- [EXERCISE BRIEF]:
Please retype the data in full, exactly as given.

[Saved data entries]
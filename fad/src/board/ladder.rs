//! Ordered record of acquired board resources.
//!
//! Board setup acquires everything through a [Ladder]. Each successful acquisition is
//! pushed onto the ladder; [Ladder::release_all] (and `Drop`) gives them back in reverse
//! order. A setup function that fails with `?` therefore unwinds exactly what it took.

use alloc::{sync::Arc, vec::Vec};

use crate::{
    error::{FadError, FadResult},
    hal::{HalError, I2cBus, IrqLine, Led, Platform, Pwm, RangeFinder, Regulator, Trigger, WatchdogHw},
};

/// One acquired resource.
#[derive(Debug, Clone, PartialEq, Eq)]
pub enum Resource {
    Gpio(u32),
    Irq(IrqLine),
    I2c(u32),
    Regulator(&'static str),
    Led(&'static str),
    Pwm(u32),
    Watchdog,
    RangeFinder,
}

pub struct Ladder {
    platform: Arc<dyn Platform>,
    held: Vec<Resource>,
}

fn exhausted(what: &Resource, err: HalError) -> FadError {
    log::error!("failed to acquire {:?}: {:?}", what, err);
    FadError::ResourceExhausted
}

impl Ladder {
    pub fn new(platform: Arc<dyn Platform>) -> Ladder {
        Ladder {
            platform,
            held: Vec::new(),
        }
    }

    /// Resources currently held, in acquisition order.
    pub fn held(&self) -> &[Resource] {
        &self.held
    }

    fn push(&mut self, res: Resource) {
        debug_ex!(target: "fad::ladder", "acquired {:?}", res);
        self.held.push(res);
    }

    fn resolve_gpio(&self, name: &'static str) -> FadResult<u32> {
        self.platform.named_gpio(name).ok_or_else(|| {
            log::error!("gpio '{}' is not described for this board", name);
            FadError::ResourceExhausted
        })
    }

    fn request_gpio(&mut self, name: &'static str) -> FadResult<u32> {
        let pin = self.resolve_gpio(name)?;
        self.platform
            .gpio_request(pin, name)
            .map_err(|err| exhausted(&Resource::Gpio(pin), err))?;
        self.push(Resource::Gpio(pin));
        Ok(pin)
    }

    /// Request the named GPIO as an input.
    pub fn gpio_input(&mut self, name: &'static str) -> FadResult<u32> {
        let pin = self.request_gpio(name)?;
        self.platform
            .gpio_direction_input(pin)
            .map_err(|err| exhausted(&Resource::Gpio(pin), err))?;
        Ok(pin)
    }

    /// Request the named GPIO as an output driven to `value`.
    pub fn gpio_output(&mut self, name: &'static str, value: bool) -> FadResult<u32> {
        let pin = self.request_gpio(name)?;
        self.platform
            .gpio_direction_output(pin, value)
            .map_err(|err| exhausted(&Resource::Gpio(pin), err))?;
        Ok(pin)
    }

    pub fn irq(&mut self, line: IrqLine, trigger: Trigger, label: &'static str) -> FadResult<()> {
        self.platform
            .irq_request(line, trigger, label)
            .map_err(|err| exhausted(&Resource::Irq(line), err))?;
        self.push(Resource::Irq(line));
        Ok(())
    }

    pub fn i2c(&mut self, bus: u32) -> FadResult<Arc<dyn I2cBus>> {
        let handle = self
            .platform
            .i2c_get(bus)
            .map_err(|err| exhausted(&Resource::I2c(bus), err))?;
        self.push(Resource::I2c(bus));
        Ok(handle)
    }

    pub fn regulator(&mut self, name: &'static str) -> FadResult<Arc<dyn Regulator>> {
        let handle = self
            .platform
            .regulator_get(name)
            .map_err(|err| exhausted(&Resource::Regulator(name), err))?;
        self.push(Resource::Regulator(name));
        Ok(handle)
    }

    pub fn led(&mut self, name: &'static str) -> FadResult<Arc<dyn Led>> {
        let handle = self
            .platform
            .led_get(name)
            .map_err(|err| exhausted(&Resource::Led(name), err))?;
        self.push(Resource::Led(name));
        Ok(handle)
    }

    pub fn pwm(&mut self, id: u32) -> FadResult<Arc<dyn Pwm>> {
        let handle = self
            .platform
            .pwm_get(id)
            .map_err(|err| exhausted(&Resource::Pwm(id), err))?;
        self.push(Resource::Pwm(id));
        Ok(handle)
    }

    pub fn watchdog(&mut self) -> FadResult<Arc<dyn WatchdogHw>> {
        let handle = self
            .platform
            .watchdog_get()
            .map_err(|err| exhausted(&Resource::Watchdog, err))?;
        self.push(Resource::Watchdog);
        Ok(handle)
    }

    pub fn rangefinder(&mut self) -> FadResult<Arc<dyn RangeFinder>> {
        let handle = self
            .platform
            .rangefinder_get()
            .map_err(|err| exhausted(&Resource::RangeFinder, err))?;
        self.push(Resource::RangeFinder);
        Ok(handle)
    }

    /// Release everything, newest first.
    pub fn release_all(&mut self) {
        while let Some(res) = self.held.pop() {
            debug_ex!(target: "fad::ladder", "releasing {:?}", res);
            match res {
                Resource::Gpio(pin) => self.platform.gpio_free(pin),
                Resource::Irq(line) => self.platform.irq_free(line),
                Resource::I2c(bus) => self.platform.i2c_put(bus),
                Resource::Regulator(name) => self.platform.regulator_put(name),
                Resource::Led(name) => self.platform.led_put(name),
                Resource::Pwm(id) => self.platform.pwm_put(id),
                Resource::Watchdog => self.platform.watchdog_put(),
                Resource::RangeFinder => self.platform.rangefinder_put(),
            }
        }
    }
}

impl Drop for Ladder {
    fn drop(&mut self) {
        self.release_all();
    }
}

- [SOLUTION]:
filename fad/src/board/ladder.rs
//! Ordered record of acquired board resources.
//!
//! Board setup acquires everything through a [Ladder]. Each successful acquisition is
//! pushed onto the ladder; [Ladder::release_all] (and `Drop`) gives them back in reverse
//! order. A setup function that fails with `?` therefore unwinds exactly what it took.

use alloc::{sync::Arc, vec::Vec};

use crate::{
    error::{FadError, FadResult},
    hal::{HalError, I2cBus, IrqLine, Led, Platform, Pwm, RangeFinder, Regulator, Trigger, WatchdogHw},
};

/// One acquired resource.
#[derive(Debug, Clone, PartialEq, Eq)]
pub enum Resource {
    Gpio(u32),
    Irq(IrqLine),
    I2c(u32),
    Regulator(&'static str),
    Led(&'static str),
    Pwm(u32),
    Watchdog,
    RangeFinder,
}

pub struct Ladder {
    platform: Arc<dyn Platform>,
    held: Vec<Resource>,
}

fn exhausted(what: &Resource, err: HalError) -> FadError {
    log::error!("failed to acquire {:?}: {:?}", what, err);
    FadError::ResourceExhausted
}

impl Ladder {
    pub fn new(platform: Arc<dyn Platform>) -> Ladder {
        Ladder {
            platform,
            held: Vec::new(),
        }
    }

    /// Resources currently held, in acquisition order.
    pub fn held(&self) -> &[Resource] {
        &self.held
    }

    fn push(&mut self, res: Resource) {
        debug_ex!(target: "fad::ladder", "acquired {:?}", res);
        self.held.push(res);
    }

    fn resolve_gpio(&self, name: &'static str) -> FadResult<u32> {
        self.platform.named_gpio(name).ok_or_else(|| {
            log::error!("gpio '{}' is not described for this board", name);
            FadError::ResourceExhausted
        })
    }

    fn request_gpio(&mut self, name: &'static str) -> FadResult<u32> {
        let pin = self.resolve_gpio(name)?;
        self.platform
            .gpio_request(pin, name)
            .map_err(|err| exhausted(&Resource::Gpio(pin), err))?;
        self.push(Resource::Gpio(pin));
        Ok(pin)
    }

    /// Request the named GPIO as an input.
    pub fn gpio_input(&mut self, name: &'static str) -> FadResult<u32> {
        let pin = self.request_gpio(name)?;
        self.platform
            .gpio_direction_input(pin)
            .map_err(|err| exhausted(&Resource::Gpio(pin), err))?;
        Ok(pin)
    }

    /// Request the named GPIO as an output driven to `value`.
    pub fn gpio_output(&mut self, name: &'static str, value: bool) -> FadResult<u32> {
        let pin = self.request_gpio(name)?;
        self.platform
            .gpio_direction_output(pin, value)
            .map_err(|err| exhausted(&Resource::Gpio(pin), err))?;
        Ok(pin)
    }

    pub fn irq(&mut self, line: IrqLine, trigger: Trigger, label: &'static str) -> FadResult<()> {
        self.platform
            .irq_request(line, trigger, label)
            .map_err(|err| exhausted(&Resource::Irq(line), err))?;
        self.push(Resource::Irq(line));
        Ok(())
    }

    pub fn i2c(&mut self, bus: u32) -> FadResult<Arc<dyn I2cBus>> {
        let handle = self
            .platform
            .i2c_get(bus)
            .map_err(|err| exhausted(&Resource::I2c(bus), err))?;
        self.push(Resource::I2c(bus));
        Ok(handle)
    }

    pub fn regulator(&mut self, name: &'static str) -> FadResult<Arc<dyn Regulator>> {
        let handle = self
            .platform
            .regulator_get(name)
            .map_err(|err| exhausted(&Resource::Regulator(name), err))?;
        self.push(Resource::Regulator(name));
        Ok(handle)
    }

    pub fn led(&mut self, name: &'static str) -> FadResult<Arc<dyn Led>> {
        let handle = self
            .platform
            .led_get(name)
            .map_err(|err| exhausted(&Resource::Led(name), err))?;
        self.push(Resource::Led(name));
        Ok(handle)
    }

    pub fn pwm(&mut self, id: u32) -> FadResult<Arc<dyn Pwm>> {
        let handle = self
            .platform
            .pwm_get(id)
            .map_err(|err| exhausted(&Resource::Pwm(id), err))?;
        self.push(Resource::Pwm(id));
        Ok(handle)
    }

    pub fn watchdog(&mut self) -> FadResult<Arc<dyn WatchdogHw>> {
        let handle = self
            .platform
            .watchdog_get()
            .map_err(|err| exhausted(&Resource::Watchdog, err))?;
        self.push(Resource::Watchdog);
        Ok(handle)
    }

    pub fn rangefinder(&mut self) -> FadResult<Arc<dyn RangeFinder>> {
        let handle = self
            .platform
            .rangefinder_get()
            .map_err(|err| exhausted(&Resource::RangeFinder, err))?;
        self.push(Resource::RangeFinder);
        Ok(handle)
    }

    /// Release everything, newest first.
    pub fn release_all(&mut self) {
        while let Some(res) = self.held.pop() {
            debug_ex!(target: "fad::ladder", "releasing {:?}", res);
            match res {
                Resource::Gpio(pin) => self.platform.gpio_free(pin),
                Resource::Irq(line) => self.platform.irq_free(line),
                Resource::I2c(bus) => self.platform.i2c_put(bus),
                Resource::Regulator(name) => self.platform.regulator_put(name),
                Resource::Led(name) => self.platform.led_put(name),
                Resource::Pwm(id) => self.platform.pwm_put(id),
                Resource::Watchdog => self.platform.watchdog_put(),
                Resource::RangeFinder => self.platform.rangefinder_put(),
            }
        }
    }
}

impl Drop for Ladder {
    fn drop(&mut self) {
        self.release_all();
    }
}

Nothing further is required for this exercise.